Uma destacada razão para essa evolução foi o fato de setores importantes da indústria terem sentido o peso da greve dos caminhoneiros e, consequentemente, da paralisação da produção. Além disso, a intensificação das incertezas políticas, também decorrente da aproximação do período eleitoral, aprofundou o movimento de desvalorização do Real, impactando os fluxos de pagamentos dos encargos financeiros e o aumento do peso das variações monetárias e cambiais nos resultados das empresas não financeiras. Entre o primeiro e segundo trimestres de 2018, o Real se desvalorizou 11,2% na comparação das médias da cotação em cada trimestre. No final de junho a taxa de câmbio havia alcançado R$/US$ 3,85 implicando uma desvalorização de 16% frente à cotação do final do primeiro trimestre (março).
O impacto desses acontecimentos pode ser mensurado pela expressiva piora da cobertura dos encargos financeiros pelo lucro operacional. Para o agregado da indústria (excluída a Petrobras e a Vale), este indicador tinha atingido no primeiro trimestre de 2018 o índice de 1,7%, ou seja, a geração interna de lucros ultrapassou as despesas financeiras com uma diferença razoável de 70%. Nos meses de abril a junho, esta proporção caiu abruptamente para o patamar de 0,61%, o que significa dizer que o volume de lucros operacionais não foi sequer suficiente para honrar os custos financeiros.
Entre os dois primeiros trimestres de 2018, o peso das variações monetárias e cambiais como proporção da receita das empresas subiu de 3,7% para 11,6%. Este movimento combinado com o crescimento das despesas financeiras líquidas que, em termos de valores passaram neste período, de R$ 6,5 bilhões para R$ 19,7 bilhões, produziram a forte queda da margem líquida das grandes empresas industriais.

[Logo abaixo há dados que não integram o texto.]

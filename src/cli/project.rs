//
//  cms-client
//  cli/project.rs
//
//  Created by Ngonidzashe Mangudya on 2026/01/12.
//  Copyright (c) 2025 IAMNGONI. All rights reserved.
//

//! Project commands
//!
//! The client is bound to a single project, so the only operation is
//! viewing it.

use anyhow::Result;
use clap::{Args, Subcommand};

use super::GlobalOptions;

/// View the project
#[derive(Args, Debug)]
pub struct ProjectCommand {
    #[command(subcommand)]
    pub command: ProjectSubcommand,
}

#[derive(Subcommand, Debug)]
pub enum ProjectSubcommand {
    /// View project details
    View(ViewArgs),
}

#[derive(Args, Debug)]
pub struct ViewArgs {
    /// Relations to include, comma-separated (e.g. collections)
    #[arg(long)]
    pub with: Option<String>,
}

impl ProjectCommand {
    pub async fn run(&self, global: &GlobalOptions) -> Result<()> {
        match &self.command {
            ProjectSubcommand::View(args) => self.view(args, global).await,
        }
    }

    async fn view(&self, args: &ViewArgs, global: &GlobalOptions) -> Result<()> {
        let client = global.client()?;
        let project = client.get_project(args.with.as_deref()).await?;
        global.writer().write(&project)
    }
}
//
//  cms-client
//  config/client.rs
//
//  Created by Ngonidzashe Mangudya on 2026/01/12.
//  Copyright (c) 2025 IAMNGONI. All rights reserved.
//

//! # Client Configuration
//!
//! [`ClientConfig`] holds everything the client needs to build a request:
//! the API base path, the project identifier sent with every request, an
//! optional bearer token, and the per-request timeout.
//!
//! The configuration is immutable once built. Builder methods consume and
//! return `self`, and [`ClientConfig::validate`] reports every violated
//! constraint at once.
//!
//! ```rust
//! use std::time::Duration;
//! use cms_client::config::ClientConfig;
//!
//! let config = ClientConfig::new("https://cms.example.com/api/", "p-123")
//!     .with_token("cms_live_3f9a")
//!     .with_timeout(Duration::from_secs(10));
//!
//! assert_eq!(config.base_path(), "https://cms.example.com/api");
//! assert!(config.validate().is_ok());
//! ```

use std::time::Duration;

use reqwest::header::HeaderValue;
use serde_json::{json, Value};
use url::Url;

use crate::api::common::{ApiError, ErrorInfo};
use crate::auth::ApiToken;

/// Default request timeout in milliseconds.
pub const DEFAULT_TIMEOUT_MS: u64 = 30_000;

/// Name of the header carrying the project identifier.
pub const PROJECT_HEADER: &str = "project-id";

/// Immutable connection settings for [`CmsClient`](crate::api::CmsClient).
#[derive(Debug, Clone, PartialEq)]
pub struct ClientConfig {
    base_path: String,
    project_id: String,
    token: Option<ApiToken>,
    timeout: Duration,
}

impl ClientConfig {
    /// Creates a configuration with the default timeout and no token.
    ///
    /// Trailing slashes are stripped from `base_path` so that paths starting
    /// with `/` can be appended directly.
    pub fn new(base_path: impl Into<String>, project_id: impl Into<String>) -> Self {
        Self {
            base_path: base_path.into().trim().trim_end_matches('/').to_string(),
            project_id: project_id.into().trim().to_string(),
            token: None,
            timeout: Duration::from_millis(DEFAULT_TIMEOUT_MS),
        }
    }

    /// Sets the bearer token. An empty token means no token.
    pub fn with_token(self, token: impl Into<ApiToken>) -> Self {
        let token = token.into();
        Self {
            token: (!token.expose().is_empty()).then_some(token),
            ..self
        }
    }

    /// Sets or clears the bearer token.
    pub fn with_optional_token(self, token: Option<String>) -> Self {
        match token {
            Some(token) => self.with_token(token),
            None => Self {
                token: None,
                ..self
            },
        }
    }

    pub fn with_timeout(mut self, timeout: Duration) -> Self {
        self.timeout = timeout;
        self
    }

    pub fn with_timeout_ms(self, timeout_ms: u64) -> Self {
        self.with_timeout(Duration::from_millis(timeout_ms))
    }

    pub fn base_path(&self) -> &str {
        &self.base_path
    }

    pub fn project_id(&self) -> &str {
        &self.project_id
    }

    pub fn token(&self) -> Option<&ApiToken> {
        self.token.as_ref()
    }

    pub fn timeout(&self) -> Duration {
        self.timeout
    }

    /// Builds the absolute URL for an API path.
    pub fn url_for(&self, path: &str) -> String {
        format!("{}{}", self.base_path, path)
    }

    /// Checks every constraint and reports all violations together.
    ///
    /// # Errors
    ///
    /// Returns [`ApiError::Validation`] with code `invalid_config`. Its
    /// `details` is an array of `{"field": ..., "message": ...}` objects, one
    /// per violation.
    ///
    /// ```rust
    /// use cms_client::config::ClientConfig;
    ///
    /// let err = ClientConfig::new("", "").validate().unwrap_err();
    /// let details = err.details().unwrap().as_array().unwrap();
    /// assert_eq!(details.len(), 2);
    /// ```
    pub fn validate(&self) -> Result<(), ApiError> {
        let mut violations: Vec<(&str, &str)> = Vec::new();

        if self.base_path.is_empty() {
            violations.push(("base_path", "base_path is required"));
        } else if !is_http_url(&self.base_path) {
            violations.push((
                "base_path",
                "base_path must be an absolute http(s) URL with a host",
            ));
        }
        if self.project_id.is_empty() {
            violations.push(("project_id", "project_id is required"));
        } else if HeaderValue::from_str(&self.project_id).is_err() {
            violations.push((
                "project_id",
                "project_id must not contain control characters",
            ));
        }
        if self.timeout.is_zero() {
            violations.push(("timeout", "timeout must be greater than zero"));
        }
        if self.token.as_ref().is_some_and(|t| !t.is_valid()) {
            violations.push(("token", "token must not contain whitespace"));
        }

        if violations.is_empty() {
            return Ok(());
        }

        let message = format!(
            "Invalid client configuration: {}",
            violations
                .iter()
                .map(|(_, message)| *message)
                .collect::<Vec<_>>()
                .join("; ")
        );
        let details: Vec<Value> = violations
            .iter()
            .map(|(field, message)| json!({ "field": field, "message": message }))
            .collect();

        Err(ApiError::Validation(
            ErrorInfo::new(message)
                .with_code(Some("invalid_config".to_string()))
                .with_details(Some(Value::Array(details))),
        ))
    }
}

fn is_http_url(value: &str) -> bool {
    Url::parse(value)
        .map(|url| matches!(url.scheme(), "http" | "https") && url.host_str().is_some())
        .unwrap_or(false)
}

Os impactos negativos da greve dos caminhoneiros podem ser sentidos também na evolução da margem operacional (EBITDA/receita). No início de 2018, as expectativas de crescimento subiram e as empresas recompuseram estoques e ganharam escala de produção. Neste contexto, a margem operacional atingiu 11,5% no primeiro trimestre de 2018 para o agregado da indústria (exceto Petrobras e Vale). No 2º trimestre de 2018, a margem operacional para esse conjunto de empresas industriais voltou a cair, atingindo o patamar de 8,7% demonstrando que as paradas na produção acabaram por gerar perdas operacionais que se traduziram em menores margens de lucro.

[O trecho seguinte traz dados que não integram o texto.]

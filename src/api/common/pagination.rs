//
//  cms-client
//  api/common/pagination.rs
//
//  Created by Ngonidzashe Mangudya on 2026/01/12.
//  Copyright (c) 2025 IAMNGONI. All rights reserved.
//

//! Pagination and query-string types for list endpoints.
//!
//! List endpoints (`/{collection}`, `/files`) answer with a page envelope:
//!
//! ```json
//! {
//!     "data": [ ... ],
//!     "meta": {"current_page": 1, "last_page": 4, "per_page": 25, "total": 90},
//!     "links": {"next": "https://cms.example.com/api/blog?page=2", "prev": null}
//! }
//! ```
//!
//! Pages are requested with the `page` and `limit` query parameters, which
//! [`PageParams`] appends to a [`QueryParams`] list.

use serde::{Deserialize, Serialize};

/// One page of results from a list endpoint.
#[derive(Debug, Clone, Serialize, Deserialize)]
pub struct Paginated<T> {
    /// Items in the current page. May be empty.
    pub data: Vec<T>,

    /// Page position and totals, when the endpoint reports them.
    #[serde(default)]
    pub meta: Option<PageMeta>,

    /// Navigation links, when the endpoint reports them.
    #[serde(default)]
    pub links: Option<PageLinks>,
}

/// Page position and totals.
#[derive(Debug, Clone, Default, PartialEq, Serialize, Deserialize)]
pub struct PageMeta {
    #[serde(default)]
    pub current_page: Option<u32>,
    #[serde(default)]
    pub last_page: Option<u32>,
    #[serde(default)]
    pub per_page: Option<u32>,
    #[serde(default)]
    pub total: Option<u64>,
}

/// Navigation links between pages.
#[derive(Debug, Clone, Default, PartialEq, Serialize, Deserialize)]
pub struct PageLinks {
    #[serde(default)]
    pub first: Option<String>,
    #[serde(default)]
    pub last: Option<String>,
    #[serde(default)]
    pub prev: Option<String>,
    #[serde(default)]
    pub next: Option<String>,
}

impl<T> Paginated<T> {
    /// Checks if there are more pages after this one.
    ///
    /// Uses the `next` link when present, otherwise compares the current
    /// page with the last page.
    pub fn has_next(&self) -> bool {
        if let Some(next) = self.links.as_ref().and_then(|l| l.next.as_ref()) {
            return !next.is_empty();
        }
        match &self.meta {
            Some(PageMeta {
                current_page: Some(current),
                last_page: Some(last),
                ..
            }) => current < last,
            _ => false,
        }
    }

    /// Returns the page number to request next, if any.
    pub fn next_page(&self) -> Option<u32> {
        if !self.has_next() {
            return None;
        }
        self.meta
            .as_ref()
            .and_then(|m| m.current_page)
            .and_then(|current| current.checked_add(1))
    }

    /// Total number of items across all pages, when reported.
    pub fn total(&self) -> Option<u64> {
        self.meta.as_ref().and_then(|m| m.total)
    }
}

/// Ordered list of query parameters.
///
/// Only parameters that were actually set are pushed, so an empty list
/// produces no query string at all.
#[derive(Debug, Clone, Default, PartialEq, Eq)]
pub struct QueryParams(Vec<(String, String)>);

impl QueryParams {
    pub fn new() -> Self {
        Self::default()
    }

    /// Appends a parameter.
    pub fn push(&mut self, key: impl Into<String>, value: impl ToString) -> &mut Self {
        self.0.push((key.into(), value.to_string()));
        self
    }

    /// Appends a parameter only when a value is present.
    pub fn push_opt<V: ToString>(&mut self, key: &str, value: Option<V>) -> &mut Self {
        if let Some(value) = value {
            self.push(key, value);
        }
        self
    }

    pub fn is_empty(&self) -> bool {
        self.0.is_empty()
    }

    pub fn len(&self) -> usize {
        self.0.len()
    }

    pub fn as_slice(&self) -> &[(String, String)] {
        &self.0
    }

    /// Returns the value of the first parameter named `key`.
    pub fn get(&self, key: &str) -> Option<&str> {
        self.0
            .iter()
            .find(|(k, _)| k == key)
            .map(|(_, v)| v.as_str())
    }

    pub fn into_vec(self) -> Vec<(String, String)> {
        self.0
    }
}

impl<K: Into<String>, V: ToString> FromIterator<(K, V)> for QueryParams {
    fn from_iter<I: IntoIterator<Item = (K, V)>>(iter: I) -> Self {
        let mut params = Self::new();
        for (key, value) in iter {
            params.push(key, value);
        }
        params
    }
}

/// Page selection shared by list queries.
#[derive(Debug, Clone, Copy, Default, PartialEq, Eq)]
pub struct PageParams {
    /// 1-indexed page number.
    pub page: Option<u32>,
    /// Items per page.
    pub limit: Option<u32>,
}

impl PageParams {
    pub fn new(page: u32, limit: u32) -> Self {
        Self {
            page: Some(page),
            limit: Some(limit),
        }
    }

    pub fn append_to(&self, params: &mut QueryParams) {
        params.push_opt("page", self.page);
        params.push_opt("limit", self.limit);
    }
}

Neste contexto de dificuldades financeiras, as empresas industriais elevaram o grau de endividamento oneroso líquido no 1º semestre de 2018 para o patamar de 88% do capital próprio, quatro pontos percentuais acima do observado no mesmo período de 2017. Em termos de valores, o endividamento bancário total passou de R$ 348 bilhões, em 2017, para 362 bilhões em 2018, no acumulado até junho de cada ano para o agregado da indústria (excluída a Petrobras e a Vale). Ainda que a relação de endividamento de curto e longo prazo tenha melhorado um pouco, o custo dos financiamentos sobre o volume de dívidas aumentou para as empresas.
A combinação de desaceleração das margens de lucro líquido e operacional da indústria, especialmente no 2º trimestre de 2018, inibiu um processo mais consistente de investimentos produtivos. O indicador CAPEX/depreciação iniciou trajetória de recuperação a partir do segundo trimestre de 2017, mas evoluiu pouco até meados de 2018.

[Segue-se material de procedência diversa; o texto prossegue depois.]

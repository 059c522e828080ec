//
//  cms-client
//  cli/asset.rs
//
//  Created by Ngonidzashe Mangudya on 2026/01/12.
//  Copyright (c) 2025 IAMNGONI. All rights reserved.
//

//! Asset commands

use std::path::PathBuf;

use anyhow::{Context, Result};
use clap::{Args, Subcommand};
use serde_json::Value;

use crate::api::common::PageParams;
use crate::api::content::{AssetQuery, AssetUpload};

use super::{print_page_footer, GlobalOptions};

/// Manage assets
#[derive(Args, Debug)]
pub struct AssetCommand {
    #[command(subcommand)]
    pub command: AssetSubcommand,
}

#[derive(Subcommand, Debug)]
pub enum AssetSubcommand {
    /// List assets
    #[command(visible_alias = "ls")]
    List(ListArgs),

    /// View an asset by id
    View(ViewArgs),

    /// View an asset by file name
    #[command(name = "view-by-name")]
    ViewByName(ViewByNameArgs),

    /// Upload a file
    Upload(UploadArgs),

    /// Delete an asset
    Delete(DeleteArgs),
}

#[derive(Args, Debug)]
pub struct ListArgs {
    /// Search in file names
    #[arg(long)]
    pub search: Option<String>,

    /// Asset type (e.g. image, document)
    #[arg(long = "type", short = 't')]
    pub asset_type: Option<String>,

    /// Sort field, prefixed with '-' for descending order
    #[arg(long)]
    pub sort: Option<String>,

    /// Page number
    #[arg(long)]
    pub page: Option<u32>,

    /// Assets per page
    #[arg(long)]
    pub limit: Option<u32>,
}

#[derive(Args, Debug)]
pub struct ViewArgs {
    /// Asset id
    pub id: String,
}

#[derive(Args, Debug)]
pub struct ViewByNameArgs {
    /// Stored file name
    pub filename: String,
}

#[derive(Args, Debug)]
pub struct UploadArgs {
    /// File to upload
    pub path: PathBuf,

    /// File name to upload as, defaults to the local name
    #[arg(long, short = 'n')]
    pub name: Option<String>,

    /// MIME type of the file (e.g. image/png)
    #[arg(long, short = 'm')]
    pub mime_type: Option<String>,

    /// Metadata as a JSON value
    #[arg(long)]
    pub metadata: Option<String>,
}

#[derive(Args, Debug)]
pub struct DeleteArgs {
    /// Asset id
    pub id: String,

    /// Delete permanently instead of moving to trash
    #[arg(long)]
    pub force: bool,
}

impl ListArgs {
    fn to_query(&self) -> AssetQuery {
        AssetQuery {
            search: self.search.clone(),
            asset_type: self.asset_type.clone(),
            sort: self.sort.clone(),
            page: PageParams {
                page: self.page,
                limit: self.limit,
            },
        }
    }
}

impl UploadArgs {
    async fn to_upload(&self) -> Result<AssetUpload> {
        let mut upload = AssetUpload::from_path(&self.path)
            .await
            .with_context(|| format!("Failed to read {}", self.path.display()))?;
        if let Some(name) = &self.name {
            upload.file_name = name.clone();
        }
        if let Some(mime) = &self.mime_type {
            upload = upload.with_mime_type(mime.clone());
        }
        if let Some(metadata) = &self.metadata {
            let metadata: Value =
                serde_json::from_str(metadata).context("Metadata is not valid JSON")?;
            upload = upload.with_metadata(metadata);
        }
        Ok(upload)
    }
}

impl AssetCommand {
    pub async fn run(&self, global: &GlobalOptions) -> Result<()> {
        match &self.command {
            AssetSubcommand::List(args) => self.list(args, global).await,
            AssetSubcommand::View(args) => self.view(args, global).await,
            AssetSubcommand::ViewByName(args) => self.view_by_name(args, global).await,
            AssetSubcommand::Upload(args) => self.upload(args, global).await,
            AssetSubcommand::Delete(args) => self.delete(args, global).await,
        }
    }

    async fn list(&self, args: &ListArgs, global: &GlobalOptions) -> Result<()> {
        let client = global.client()?;
        let page = client.get_assets(&args.to_query()).await?;

        global.writer().write_list(&page.data, "No assets found.")?;
        print_page_footer(&page, global);
        Ok(())
    }

    async fn view(&self, args: &ViewArgs, global: &GlobalOptions) -> Result<()> {
        let client = global.client()?;
        let asset = client.get_asset(&args.id).await?;
        global.writer().write(&asset)
    }

    async fn view_by_name(&self, args: &ViewByNameArgs, global: &GlobalOptions) -> Result<()> {
        let client = global.client()?;
        let asset = client.get_asset_by_filename(&args.filename).await?;
        global.writer().write(&asset)
    }

    async fn upload(&self, args: &UploadArgs, global: &GlobalOptions) -> Result<()> {
        let client = global.client()?;
        let upload = args.to_upload().await?;
        let file_name = upload.file_name.clone();
        let asset = client.upload_asset(upload).await?;

        let writer = global.writer();
        writer.write_success(&format!(
            "Uploaded {} as asset {}",
            file_name,
            asset.id.as_deref().unwrap_or("-")
        ));
        writer.write(&asset)
    }

    async fn delete(&self, args: &DeleteArgs, global: &GlobalOptions) -> Result<()> {
        let client = global.client()?;
        client.delete_asset(&args.id, args.force).await?;

        let writer = global.writer();
        if global.json {
            writer.write_value(&serde_json::json!({
                "deleted": args.id,
                "force": args.force,
            }))?;
        } else if args.force {
            writer.write_success(&format!("Permanently deleted asset {}", args.id));
        } else {
            writer.write_success(&format!("Deleted asset {}", args.id));
        }
        Ok(())
    }
}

Mesmo tomando o ano de 2015 como o período inicial da crise, observa-se que os gastos com capital fixo ainda estão em um patamar muito baixo. Apesar de certa recuperação, os investimentos das empresas industriais analisadas alcançaram, no segundo trimestre, um ritmo de crescimento equivalente a 40% daquele verificado no primeiro trimestre de 2015. Chama atenção também a incapacidade de o setor de construção civil demonstrar qualquer sinal de recuperação de sua taxa de investimentos.
Conclusões
Os dados contábeis das empresas não financeiras de capital aberto compreendem uma maneira adicional de se constatar a fragilidade da recuperação econômica do país. O nível de atividade, que já vinha dando sinais de perda de ímpeto em relação ao final de 2017, foi gravemente afetado pela paralisação do transporte rodoviário de carga no final de maio. Este evento pontual somou-se às incertezas vindas do cenário político-eleitoral, de modo a deteriorar a confiança de empresas e consumidores. A desvalorização cambial do período também impactou negativamente as condições financeiras das empresas ao elevar seu passivo externo.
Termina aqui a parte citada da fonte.